- A Venezuela enviou 25 mil soldados para áreas costeiras e fronteiriças em resposta ao aumento da presença militar dos Estados Unidos no Caribe.
- A mobilização ocorre após os EUA afundarem um barco com 11 supostos narcotraficantes venezuelanos.
- O presidente da Venezuela, Nicolás Maduro, e o ministro da Defesa, Vladimir Padrino, afirmaram que a ação visa proteger a soberania do país.
- Os EUA enviaram dez caças para Porto Rico com o objetivo de combater o narcotráfico, justificando a operação como uma resposta à crise de overdose nos EUA.
- A Venezuela já havia mobilizado 10 mil militares anteriormente, totalizando 35 mil efetivos em operação, e ampliará a vigilância nas costas e estados próximos.
A Venezuela anunciou neste domingo (7) o envio de 25 mil soldados para áreas costeiras e fronteiriças, em resposta ao aumento da presença militar dos Estados Unidos no Caribe. A medida ocorre após os EUA afundarem um barco com 11 supostos narcotraficantes venezuelanos, intensificando as tensões entre os dois países.
O presidente Nicolás Maduro determinou que as tropas sejam deslocadas para a região de Guajira, no estado de Zulia, e para a península de Paraguaná, em Falcón. O ministro da Defesa, Vladimir Padrino, afirmou que a mobilização é uma ação de defesa nacional e visa proteger a soberania do país. “Ninguém virá e fará o trabalho por nós”, declarou Padrino em vídeo nas redes sociais.
A presença militar dos EUA na região inclui o envio de dez caças para Porto Rico, com o objetivo declarado de combater o narcotráfico. A administração do presidente Donald Trump justifica as operações como uma resposta à crise de overdose nos EUA, que, segundo dados, é alimentada pelo tráfico de drogas proveniente da Venezuela.
Aumento da Vigilância
Além do envio de tropas, a Venezuela também ampliará a vigilância nas costas de La Guajira e nos estados de Sucre e Delta Amacuro. O governo venezuelano já havia mobilizado 10 mil militares anteriormente, totalizando 35 mil efetivos em operação. As Unidades de Reação Rápida (URRAS) serão reforçadas, com a inclusão de drones e equipamentos navais.

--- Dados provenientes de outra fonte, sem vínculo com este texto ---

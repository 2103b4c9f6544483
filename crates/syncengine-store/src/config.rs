// crates/syncengine-store/src/config.rs
// ============================================================================
// Module: Store Configuration
// Description: Connection-level configuration for the SQLite-backed store.
// Purpose: Give callers an explicit struct for path, journal mode, sync mode,
//          timeouts and pool sizing instead of environment variables.
// Dependencies: std::path
// ============================================================================

use std::path::PathBuf;

/// Default busy timeout, in milliseconds.
pub const DEFAULT_BUSY_TIMEOUT_MS: u64 = 5_000;
/// Default writer command queue capacity.
pub const DEFAULT_WRITER_QUEUE_CAPACITY: usize = 1_024;
/// Default number of pooled reader connections.
pub const DEFAULT_READ_POOL_SIZE: usize = 4;

/// `SQLite` journal mode.
#[derive(Debug, Clone, Copy, PartialEq, Eq, Default)]
pub enum JournalMode {
    /// Write-ahead log; allows concurrent readers during a write.
    #[default]
    Wal,
    /// Legacy rollback-journal mode.
    Delete,
}

impl JournalMode {
    /// Returns the `PRAGMA journal_mode` value.
    #[must_use]
    pub const fn pragma_value(self) -> &'static str {
        match self {
            Self::Wal => "wal",
            Self::Delete => "delete",
        }
    }
}

/// `SQLite` synchronous mode.
#[derive(Debug, Clone, Copy, PartialEq, Eq, Default)]
pub enum SyncMode {
    /// Flush on every commit boundary (safest, the default).
    #[default]
    Full,
    /// Relaxed durability, faster commits.
    Normal,
}

impl SyncMode {
    /// Returns the `PRAGMA synchronous` value.
    #[must_use]
    pub const fn pragma_value(self) -> &'static str {
        match self {
            Self::Full => "full",
            Self::Normal => "normal",
        }
    }
}

/// Connection-level configuration for [`crate::SqliteStore`].
#[derive(Debug, Clone)]
pub struct StoreConfig {
    /// Path to the `SQLite` database file.
    pub path: PathBuf,
    /// Busy timeout applied to every connection.
    pub busy_timeout_ms: u64,
    /// Journal mode applied to every connection.
    pub journal_mode: JournalMode,
    /// Synchronous mode applied to every connection.
    pub sync_mode: SyncMode,
    /// Bound on the writer thread's pending-command queue.
    pub writer_queue_capacity: usize,
    /// Number of pooled read-only connections.
    pub read_pool_size: usize,
}

impl StoreConfig {
    /// Builds a config for `path` with the store's documented defaults: WAL
    /// journaling, full synchronous durability, a 5-second busy timeout.
    #[must_use]
    pub fn new(path: impl Into<PathBuf>) -> Self {
        Self {
            path: path.into(),
            busy_timeout_ms: DEFAULT_BUSY_TIMEOUT_MS,
            journal_mode: JournalMode::default(),
            sync_mode: SyncMode::default(),
            writer_queue_capacity: DEFAULT_WRITER_QUEUE_CAPACITY,
            read_pool_size: DEFAULT_READ_POOL_SIZE,
        }
    }
}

As ações dos EUA são vistas por Caracas como uma provocação militar. O governo venezuelano nega as acusações de envolvimento com o narcotráfico e considera as operações americanas uma tentativa de mudança de regime. Trump, por sua vez, afirmou que os EUA não buscam uma mudança de governo, mas sim combater o tráfico de drogas.
Implicações Regionais
A mobilização militar da Venezuela e as ameaças de Washington refletem um cenário de crescente instabilidade na região. A presença de navios de guerra e aviões espiões dos EUA nas proximidades da Venezuela tem gerado preocupações sobre possíveis desdobramentos nas relações bilaterais e na segurança regional. A situação continua a ser monitorada de perto, com a possibilidade de novos ataques a alvos suspeitos de narcotráfico na Venezuela.